Before you walk away cursing this fairly complex-looking map, let me give you a little positioning help. You can see the terminals in the middle at the top of each diagram. Where it says C6 – that’s the ramp between United Terminals 7 and 8. The next one over is Terminal 6 where Continental, Virgin America, and others fly. Then Terminal 5 is Delta’s, Terminal 4 is American’s, and you can see half the Bradley terminal. This map is positioned so that North is straight up and the ocean is to the left.
Now, take a look at the runways. Previously, there was nothing separating them in the middle. Planes usually depart on the top runway and land on the bottom one. So, it would be typical for an airplane to land from the right and take a high speed exit on taxiway J, K, M, or T. It’s rare but not unheard of for an unfamiliar pilot to just keep rolling right on through the departure runway on his/her way to his gate. LAX has one of the worst near-miss rates and this is one of the reasons.
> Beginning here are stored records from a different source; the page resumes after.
#![forbid(unsafe_code)]
//! Id-indexed entity tables.
//!
//! Every object the catalog scan cross-references (inodes, data streams,
//! catalog node ids) lives in an [`IdTable`]. A table has a fixed number of
//! buckets; an id always lands in bucket `id % HTABLE_BUCKETS`, and each
//! bucket owns a chain of entries kept strictly ascending by id.
//!
//! Entries are only ever created through [`IdTable::get_or_create`], so a
//! table holds at most one entity per id. Entries are only ever released
//! through [`IdTable::for_each_then_free`], which hands each one to a
//! finalizer first. Checks that need the whole catalog to have been seen
//! run in that finalizer.

use afsck_error::{FsckError, Result};
use tracing::{debug, trace};

/// Bucket count shared by every table.
pub const HTABLE_BUCKETS: usize = 512;

/// An entity that can live in an [`IdTable`].
pub trait TableEntry {
    /// A fresh entity for `id`, with every other field zeroed.
    fn new(id: u64) -> Self;

    /// The id this entity is keyed by.
    fn id(&self) -> u64;
}

/// Fixed-bucket table of entities keyed by a 64-bit id.
#[derive(Debug)]
pub struct IdTable<E> {
    buckets: Vec<Vec<E>>,
    len: usize,
}

#[allow(clippy::cast_possible_truncation)] // remainder is below HTABLE_BUCKETS
fn bucket_index(id: u64) -> usize {
    (id % HTABLE_BUCKETS as u64) as usize
}

impl<E: TableEntry> IdTable<E> {
    /// Allocate an empty table.
    pub fn new() -> Result<Self> {
        let mut buckets = Vec::new();
        buckets
            .try_reserve_exact(HTABLE_BUCKETS)
            .map_err(|_| FsckError::OutOfMemory {
                what: "hash table buckets",
            })?;
        buckets.resize_with(HTABLE_BUCKETS, Vec::new);
        Ok(Self { buckets, len: 0 })
    }

    /// Find the entity for `id`, creating a zeroed one if it is not there yet.
    ///
    /// The new entity is spliced into its bucket chain at the position that
    /// keeps the chain sorted.
    pub fn get_or_create(&mut self, id: u64) -> Result<&mut E> {
        let chain = &mut self.buckets[bucket_index(id)];
        match chain.binary_search_by_key(&id, E::id) {
            Ok(pos) => Ok(&mut chain[pos]),
            Err(pos) => {
                chain.try_reserve(1).map_err(|_| FsckError::OutOfMemory {
                    what: "hash table entry",
                })?;
                chain.insert(pos, E::new(id));
                self.len += 1;
                trace!(id, "created table entry");
                Ok(&mut chain[pos])
            }
        }
    }

    /// Look up `id` without creating anything.
    #[must_use]
    pub fn get(&self, id: u64) -> Option<&E> {
        let chain = &self.buckets[bucket_index(id)];
        chain
            .binary_search_by_key(&id, E::id)
            .ok()
            .map(|pos| &chain[pos])
    }

    /// Number of entities in the table.
    #[must_use]
    pub fn len(&self) -> usize {
        self.len
    }

    /// True if no entity has been created yet.
    #[must_use]
    pub fn is_empty(&self) -> bool {
        self.len == 0
    }

    /// The chain stored in bucket `index`.
    ///
    /// # Panics
    ///
    /// Panics if `index >= HTABLE_BUCKETS`.
    #[must_use]
    pub fn bucket(&self, index: usize) -> &[E] {
        &self.buckets[index]
    }

    /// Every entity, bucket by bucket, each chain in ascending id order.
    pub fn iter(&self) -> impl Iterator<Item = &E> {
        self.buckets.iter().flatten()
    }

    /// Release the table, handing each entity to `finalize` before it is
    /// dropped.
    ///
    /// Buckets are visited in index order and each chain front to back. If
    /// `finalize` fails, the error is returned and the entities not yet
    /// visited are dropped unchecked.
    pub fn for_each_then_free<F>(self, mut finalize: F) -> Result<()>
    where
        F: FnMut(E) -> Result<()>,
    {
        debug!(entries = self.len, "releasing table");
        for chain in self.buckets {
            for entry in chain {
                finalize(entry)?;
            }
        }
        Ok(())
    }
}
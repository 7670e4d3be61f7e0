//! Data streams and catalog node id markers.
//!
//! Both are filled in by the extent and catalog layers; this crate owns the
//! tables they live in and reads them during the end-of-scan inode checks.

use afsck_htable::TableEntry;
use serde::Serialize;

/// Extent coverage gathered for one data stream.
#[derive(Debug, Clone, Default, PartialEq, Eq, Serialize)]
pub struct Dstream {
    pub id: u64,
    /// Bytes covered by the extents seen so far. A gap between extents
    /// leaves this short of the end of the last extent.
    pub size: u64,
}

impl Dstream {
    /// Account for an extent of `len` bytes.
    pub fn record_extent(&mut self, len: u64) {
        self.size = self.size.saturating_add(len);
    }
}

impl TableEntry for Dstream {
    fn new(id: u64) -> Self {
        Self {
            id,
            ..Self::default()
        }
    }

    fn id(&self) -> u64 {
        self.id
    }
}

/// Kinds of catalog objects that can claim a cnid.
#[derive(Debug, Clone, Copy, PartialEq, Eq)]
#[repr(u8)]
pub enum CnidUse {
    Inode = 1 << 0,
    Dstream = 1 << 1,
}

/// A catalog node id seen during the scan.
#[derive(Debug, Clone, Default, PartialEq, Eq, Serialize)]
pub struct ListedCnid {
    pub id: u64,
    uses: u8,
}

impl ListedCnid {
    pub fn mark(&mut self, kind: CnidUse) {
        self.uses |= kind as u8;
    }

    #[must_use]
    pub fn is_used_by(&self, kind: CnidUse) -> bool {
        self.uses & kind as u8 != 0
    }
}

impl TableEntry for ListedCnid {
    fn new(id: u64) -> Self {
        Self { id, uses: 0 }
    }

    fn id(&self) -> u64 {
        self.id
    }
}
Now look at the new one. There are still some high speed exits that go straight through but not as many. Also, the new procedure will require that the aircraft exit on to the center taxiway before proceeding. So you might hear an aircraft directed to exit on AN and then turn on to AC. At that point, the pilot will have to wait before being cleared across the departure runway.
Hopefully that helps explain why this is good. It will help improve safety, and it’s a good investment. Unfortunately, the northern runways remain close together, and there is an active community protest to prevent the northernmost runway from moving a bit north to make room for a center taxiway. As you can imagine, I support the airport on this one in the name of safety, but then again, I don’t live in the neighborhood.
UPDATE on 6/25 @ 4p: Ian Gregor, FAA Spokesperson tells me that while my explanation is correct, the current NACO map is actually not so current. Apparently the new center taxiway now extends all the way west to where taxiway U lies. So, this is even better. NACO just hasn’t updated the file. This one says it’s good until July 3, so I assume we’ll see a new one next week.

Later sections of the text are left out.